Estas últimas semanas, precisamente desde comienzos de junio, los precios en el mercado mayorista de la electricidad durante las horas de generación solar han repuntado respecto a los valores observados durante la pasada primavera. Así se puede apreciar en el siguiente gráfico, que muestra la media de los precios recogidos en el mercado mayorista durante las horas solares cada semana del año.

Tras un enero que se mantiene como el mes más caro del año, los meses siguientes mostraron una tendencia descendente hasta alcanzar los valores más bajos del año en abril. Sin embargo, desde el mes de mayo, pero más notablemente en el mes de junio, observamos un cambio en esta tendencia, con precios en aumento que han convertido a julio en el segundo mes más caro del año, ligeramente por debajo de enero.

¿En qué se diferencian las condiciones del mercado de primavera de las de verano? ¿Cómo afectan estos precios a la rentabilidad de las instalaciones en autoconsumo fotovoltaico?

Cambio de condiciones en el mercado mayorista

El precio del mercado mayorista es fruto de la casación de las curvas de oferta y demanda, tal y como hablamos en el artículo composición del precio de la electricidad. La curva de oferta la componen las pujas oferentes de las distintas tecnologías de generación; la curva de demanda la componen las pujas compradoras de las comercializadoras de electricidad y de los grandes consumidores que acuden directamente al mercado a comprar la electricidad que necesitan. Debido a que la fijación del precio es marginalista, el precio de casación es el que se usa para retribuir a todas las tecnologías y el que pagan todos los compradores.

Por el lado de la oferta, se obtienen precios bajos cuando la generación renovable es alta, ya que sus pujas son generalmente más bajas que las del resto de tecnologías que trabajan a partir del uso de gas, diésel u otras fuentes de energía fósiles. En primavera la producción renovable fue superior a la que encontramos en verano. A pesar del aumento en la generación de las tecnologías solar térmica y fotovoltaica que ocurre en verano debido a los mayores niveles de radiación, observamos una bajada en la aportación hidráulica (meses menos lluviosos) y eólica (meses menos ventosos). Esto ha supuesto que las tecnologías no renovables sean necesarias en menor medida en primavera que en verano, dando lugar a precios más bajos que en verano.

Por el lado de la demanda, en los meses de abril, mayo y junio se registraron unos niveles de demanda inferiores. Esto se debe a múltiples factores, entre los que podemos destacar la escasa necesidad de climatización derivada de las temperaturas primaverales, en comparación con la necesidad de calefacción del invierno y de enfriar los edificios en el verano. De hecho, en el mes de julio se ha registrado un aumento de la demanda de un 13% con respecto al mes anterior, principalmente motivado por las dos olas de calor registradas por la Agencia Estatal de Meteorología (AEMET) del 18 al 20 y del 23 al 25 de julio.

Efecto sobre la rentabilidad en instalaciones fotovoltaicas para autoconsumo

Las instalaciones fotovoltaicas para autoconsumo producen un ahorro en la factura de la electricidad, ya que parte del consumo que se necesita en la empresa es satisfecho por la energía producida por el sistema de autoconsumo. Cuánto más alto es el precio que paga el consumidor por la energía que demanda de la red, mayor es el beneficio que genera el sistema de autoconsumo y, por lo tanto, mayor es la rentabilidad de la inversión en este activo.

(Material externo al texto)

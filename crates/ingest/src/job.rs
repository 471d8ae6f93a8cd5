//! One ingestion run: fetch, clean, chunk, sync, audit.

use std::sync::Arc;

use buddybot_config::AppConfig;
use buddybot_core::document::Document;
use buddybot_core::ingest::{LoadingAttempt, LoadingItem, PlatformLog};
use buddybot_core::store::{LoadLogStore, PlatformSource, VectorIndex};
use chrono::Utc;
use futures::future::join_all;
use tracing::{info, warn};

use crate::chunker;
use crate::cleaner::clean_wiki_pages;
use crate::sources::JsonExportSource;

pub struct IngestionJob {
    sources: Vec<Arc<dyn PlatformSource>>,
    index: Arc<dyn VectorIndex>,
    log_store: Arc<dyn LoadLogStore>,
    max_chunk_size: usize,
}

impl IngestionJob {
    pub fn new(
        sources: Vec<Arc<dyn PlatformSource>>,
        index: Arc<dyn VectorIndex>,
        log_store: Arc<dyn LoadLogStore>,
        max_chunk_size: usize,
    ) -> Self {
        Self {
            sources,
            index,
            log_store,
            max_chunk_size,
        }
    }

    /// One [`JsonExportSource`] per configured source.
    pub fn from_config(
        config: &AppConfig,
        index: Arc<dyn VectorIndex>,
        log_store: Arc<dyn LoadLogStore>,
    ) -> Self {
        let sources = config
            .ingestion
            .sources
            .iter()
            .map(|s| Arc::new(JsonExportSource::from_config(s)) as Arc<dyn PlatformSource>)
            .collect();
        Self::new(sources, index, log_store, config.ingestion.max_chunk_size)
    }

    pub fn items(&self) -> Vec<LoadingItem> {
        self.sources.iter().map(|s| s.item()).collect()
    }

    /// Run the job once and record the attempt.
    ///
    /// A failing source only marks its own log as failed; the documents from
    /// the others are still indexed. The only error returned is a failure to
    /// persist the attempt.
    pub async fn run(&self) -> buddybot_core::Result<LoadingAttempt> {
        let started_at = Utc::now();
        info!(sources = self.sources.len(), "Ingestion started");

        let fetched = join_all(self.sources.iter().map(|source| async move {
            (source.item(), source.fetch().await)
        }))
        .await;

        let mut platform_logs = Vec::with_capacity(fetched.len());
        let mut documents: Vec<Document> = Vec::new();

        for (item, result) in fetched {
            match result {
                Ok(docs) => {
                    info!(item = %item, count = docs.len(), "Fetched");
                    let docs = if item == LoadingItem::ConfluencePages {
                        clean_wiki_pages(docs)
                    } else {
                        docs
                    };
                    documents.extend(docs);
                    platform_logs.push(PlatformLog::new(item, true));
                }
                Err(e) => {
                    warn!(item = %item, error = %e, "Fetch failed");
                    platform_logs.push(PlatformLog::new(item, false));
                }
            }
        }

        let chunks = chunker::split(documents, self.max_chunk_size);
        let vector_store_log = self.index.sync(chunks).await;

        let attempt = LoadingAttempt::new(platform_logs, vector_store_log, started_at);
        self.log_store.save_attempt(&attempt).await?;

        info!(outcome = attempt.outcome, "\n{}", attempt.summary());
        Ok(attempt)
    }
}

Unos precios más elevados en el mercado mayorista implican unos precios minoristas mayores, que son los que las empresas pagan a las comercializadoras por la compra de electricidad. La diferencia entre el precio mayorista y el minorista se detalla en el artículo de los precios de la energía y su impacto en la rentabilidad del autoconsumo; pero, básicamente, consiste en que los precios minoristas incluyen, además del coste del mercado mayorista, los peajes de acceso y los cargos, otros costes regulados del mercado y el impuesto eléctrico.

Tras una primavera en la que se ha puesto en duda la rentabilidad de estas instalaciones por los precios bajos en el mercado mayorista, los meses de verano, especialmente julio, han traído de vuelta valores similares al precio promedio de la electricidad en el año 2023, que se situó en 85,5 €/MWh. Además, esta situación no es únicamente achacable a las condiciones del verano, sino que se espera que el futuro próximo ofrezca valores de precios similares. Si atendemos a los valores del mercado de futuros publicados por el Operador del Mercado Ibérico (OMIP), encontramos valores en torno a los 90€/MWh y los 80€/MWh para el precio al que se intercambia ahora la electricidad que será entregada durante el último trimestre del año y el primer trimestre del año que viene.